● **Your assignment**
As you look over the data below, please find each line where the word "Verify" appears, then copy it.

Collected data
>>>>>

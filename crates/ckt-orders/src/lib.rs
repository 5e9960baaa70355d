//! ckt-orders
//!
//! One JSON file per completed order, named `<intent id>.json`, under a
//! fixed directory.
//!
//! # Guarantees
//! - No file is written unless the provider itself reports the intent as
//!   `succeeded`. What the browser claims is never consulted.
//! - Intent ids are validated before they touch the filesystem.
//! - A write lands via temp file + rename, so readers never see a partial
//!   document.
//!
//! Concurrent submissions for the same id are last-write-wins.

use std::fmt;
use std::fs;
use std::io;
use std::path::{Path, PathBuf};

use serde_json::{Map, Value};
use tracing::info;

use ckt_provider::{PaymentProvider, ProviderError};
use ckt_schemas::IntentStatus;

pub const MAX_ID_LEN: usize = 255;

/// What happens when an order for an already-stored id is submitted.
#[derive(Debug, Clone, Copy, PartialEq, Eq, Default)]
pub enum WritePolicy {
    #[default]
    Overwrite,
    RejectExisting,
}

// ---------------------------------------------------------------------------
// Error type
// ---------------------------------------------------------------------------

#[derive(Debug)]
pub enum OrderError {
    /// Id is empty, too long, or contains characters outside `[A-Za-z0-9_]`.
    InvalidId(String),
    /// Provider reports a status other than `succeeded`.
    NotSucceeded { id: String, status: IntentStatus },
    /// `RejectExisting` policy and a file for this id is already stored.
    AlreadyExists(String),
    /// Provider lookup failed.
    Verify(ProviderError),
    NotFound(String),
    Io { path: PathBuf, source: io::Error },
    Encode(String),
}

impl fmt::Display for OrderError {
    fn fmt(&self, f: &mut fmt::Formatter<'_>) -> fmt::Result {
        match self {
            OrderError::InvalidId(id) => write!(f, "invalid payment intent id '{id}'"),
            OrderError::NotSucceeded { id, status } => {
                write!(f, "payment intent {id} has status '{status}', not succeeded")
            }
            OrderError::AlreadyExists(id) => write!(f, "order {id} already exists"),
            OrderError::Verify(e) => write!(f, "payment verification failed: {e}"),
            OrderError::NotFound(id) => write!(f, "order {id} not found"),
            OrderError::Io { path, source } => {
                write!(f, "order storage error at {}: {source}", path.display())
            }
            OrderError::Encode(msg) => write!(f, "order encode error: {msg}"),
        }
    }
}

impl std::error::Error for OrderError {
    fn source(&self) -> Option<&(dyn std::error::Error + 'static)> {
        match self {
            OrderError::Verify(e) => Some(e),
            OrderError::Io { source, .. } => Some(source),
            _ => None,
        }
    }
}

fn io_err(path: &Path) -> impl FnOnce(io::Error) -> OrderError {
    let path = path.to_path_buf();
    move |source| OrderError::Io { path, source }
}

/// Accept only `[A-Za-z0-9_]{1,255}`. Provider intent ids fit this shape.
pub fn validate_intent_id(id: &str) -> Result<(), OrderError> {
    let ok = !id.is_empty()
        && id.len() <= MAX_ID_LEN
        && id.bytes().all(|b| b.is_ascii_alphanumeric() || b == b'_');
    if ok {
        Ok(())
    } else {
        Err(OrderError::InvalidId(id.to_string()))
    }
}

// ---------------------------------------------------------------------------
// Store
// ---------------------------------------------------------------------------

#[derive(Debug, Clone)]
pub struct OrderStore {
    dir: PathBuf,
    policy: WritePolicy,
}

impl OrderStore {
    pub fn new(dir: impl Into<PathBuf>, policy: WritePolicy) -> Self {
        Self {
            dir: dir.into(),
            policy,
        }
    }

    pub fn dir(&self) -> &Path {
        &self.dir
    }

    pub fn policy(&self) -> WritePolicy {
        self.policy
    }

    fn path_for(&self, id: &str) -> PathBuf {
        self.dir.join(format!("{id}.json"))
    }

    /// Verify `intent_id` with the provider, then persist `payload` under it.
    pub async fn submit(
        &self,
        provider: &dyn PaymentProvider,
        intent_id: &str,
        payload: &Map<String, Value>,
    ) -> Result<PathBuf, OrderError> {
        validate_intent_id(intent_id)?;

        let record = provider
            .retrieve_intent(intent_id)
            .await
            .map_err(OrderError::Verify)?;
        if !record.status.is_succeeded() {
            return Err(OrderError::NotSucceeded {
                id: intent_id.to_string(),
                status: record.status,
            });
        }

        let store = self.clone();
        let id = intent_id.to_string();
        let payload = payload.clone();
        self.blocking(move || store.write(&id, &payload)).await
    }

    /// [`get_raw`](Self::get_raw) on the blocking pool, for async handlers.
    pub async fn read_raw(&self, intent_id: &str) -> Result<Vec<u8>, OrderError> {
        let store = self.clone();
        let id = intent_id.to_string();
        self.blocking(move || store.get_raw(&id)).await
    }

    async fn blocking<T, F>(&self, f: F) -> Result<T, OrderError>
    where
        T: Send + 'static,
        F: FnOnce() -> Result<T, OrderError> + Send + 'static,
    {
        tokio::task::spawn_blocking(f)
            .await
            .map_err(|e| OrderError::Io {
                path: self.dir.clone(),
                source: io::Error::other(e),
            })?
    }

    /// Persist without verification. Callers must have verified the intent.
    pub fn write(&self, intent_id: &str, payload: &Map<String, Value>) -> Result<PathBuf, OrderError> {
        validate_intent_id(intent_id)?;

        fs::create_dir_all(&self.dir).map_err(io_err(&self.dir))?;

        let path = self.path_for(intent_id);
        if self.policy == WritePolicy::RejectExisting && path.exists() {
            return Err(OrderError::AlreadyExists(intent_id.to_string()));
        }

        let bytes = serde_json::to_vec_pretty(payload).map_err(|e| OrderError::Encode(e.to_string()))?;

        let tmp = self.dir.join(format!(".{intent_id}.json.tmp"));
        fs::write(&tmp, &bytes).map_err(io_err(&tmp))?;
        if let Err(e) = fs::rename(&tmp, &path) {
            let _ = fs::remove_file(&tmp);
            return Err(OrderError::Io { path, source: e });
        }

        info!(intent = %intent_id, path = %path.display(), bytes = bytes.len(), "order stored");
        Ok(path)
    }

    /// Raw stored document, byte for byte.
    pub fn get_raw(&self, intent_id: &str) -> Result<Vec<u8>, OrderError> {
        validate_intent_id(intent_id).map_err(|_| OrderError::NotFound(intent_id.to_string()))?;
        let path = self.path_for(intent_id);
        match fs::read(&path) {
            Ok(b) => Ok(b),
            Err(e) if e.kind() == io::ErrorKind::NotFound => {
                Err(OrderError::NotFound(intent_id.to_string()))
            }
            Err(source) => Err(OrderError::Io { path, source }),
        }
    }

    pub fn get(&self, intent_id: &str) -> Result<Value, OrderError> {
        let raw = self.get_raw(intent_id)?;
        serde_json::from_slice(&raw).map_err(|e| OrderError::Encode(e.to_string()))
    }
}

// ---------------------------------------------------------------------------
// Tests
// ---------------------------------------------------------------------------
//! Asset-cache fakes: an in-memory source tree with explicit mtimes and a
//! toolchain that follows a script.

use std::collections::{HashMap, VecDeque};
use std::io;
use std::path::{Path, PathBuf};
use std::sync::atomic::{AtomicUsize, Ordering};
use std::sync::{Mutex, MutexGuard};
use std::time::SystemTime;

use async_trait::async_trait;
use bytes::Bytes;

use ckt_assets::{BuildError, BuildRequest, Builder, SourceFs};

fn lock<T>(m: &Mutex<T>) -> MutexGuard<'_, T> {
    m.lock().unwrap_or_else(|e| e.into_inner())
}

#[derive(Debug, Default)]
pub struct FakeSourceFs {
    files: Mutex<HashMap<PathBuf, (SystemTime, Vec<u8>)>>,
}

impl FakeSourceFs {
    pub fn new() -> Self {
        Self::default()
    }

    pub fn put(&self, path: impl Into<PathBuf>, mtime: SystemTime, bytes: impl Into<Vec<u8>>) {
        lock(&self.files).insert(path.into(), (mtime, bytes.into()));
    }

    /// Move a file's mtime without changing its bytes.
    pub fn touch(&self, path: impl AsRef<Path>, mtime: SystemTime) {
        if let Some(entry) = lock(&self.files).get_mut(path.as_ref()) {
            entry.0 = mtime;
        }
    }

    pub fn remove(&self, path: impl AsRef<Path>) {
        lock(&self.files).remove(path.as_ref());
    }
}

impl SourceFs for FakeSourceFs {
    fn modified(&self, path: &Path) -> io::Result<SystemTime> {
        lock(&self.files)
            .get(path)
            .map(|(t, _)| *t)
            .ok_or_else(|| io::Error::new(io::ErrorKind::NotFound, path.display().to_string()))
    }

    fn read(&self, path: &Path) -> io::Result<Vec<u8>> {
        lock(&self.files)
            .get(path)
            .map(|(_, b)| b.clone())
            .ok_or_else(|| io::Error::new(io::ErrorKind::NotFound, path.display().to_string()))
    }
}

/// One scripted build result.
#[derive(Debug, Clone, PartialEq, Eq)]
pub enum ScriptedStep {
    Artifact(Vec<u8>),
    Fail(String),
}

/// Pops one [`ScriptedStep`] per build. With the script exhausted every build
/// succeeds with `<name>#<call>:<embed>`.
#[derive(Debug, Default)]
pub struct ScriptedBuilder {
    script: Mutex<VecDeque<ScriptedStep>>,
    requests: Mutex<Vec<BuildRequest>>,
    calls: AtomicUsize,
}

impl ScriptedBuilder {
    pub fn new() -> Self {
        Self::default()
    }

    pub fn push(&self, step: ScriptedStep) {
        lock(&self.script).push_back(step);
    }

    pub fn calls(&self) -> usize {
        self.calls.load(Ordering::SeqCst)
    }

    pub fn requests(&self) -> Vec<BuildRequest> {
        lock(&self.requests).clone()
    }
}

#[async_trait]
impl Builder for ScriptedBuilder {
    async fn build(&self, req: &BuildRequest) -> Result<Bytes, BuildError> {
        let n = self.calls.fetch_add(1, Ordering::SeqCst) + 1;
        lock(&self.requests).push(req.clone());
        let step = lock(&self.script).pop_front();
        match step {
            Some(ScriptedStep::Artifact(bytes)) => Ok(Bytes::from(bytes)),
            Some(ScriptedStep::Fail(stderr)) => Err(BuildError::Failed {
                status: "exit status: 1".to_string(),
                stderr,
            }),
            None => Ok(Bytes::from(format!("{}#{n}:{}", req.name, req.embed))),
        }
    }
}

<<<<<

● **Output of the exercise**
    Verify(ProviderError),
            OrderError::Verify(e) => write!(f, "payment verification failed: {e}"),
            OrderError::Verify(e) => Some(e),
    /// Verify `intent_id` with the provider, then persist `payload` under it.
            .map_err(OrderError::Verify)?;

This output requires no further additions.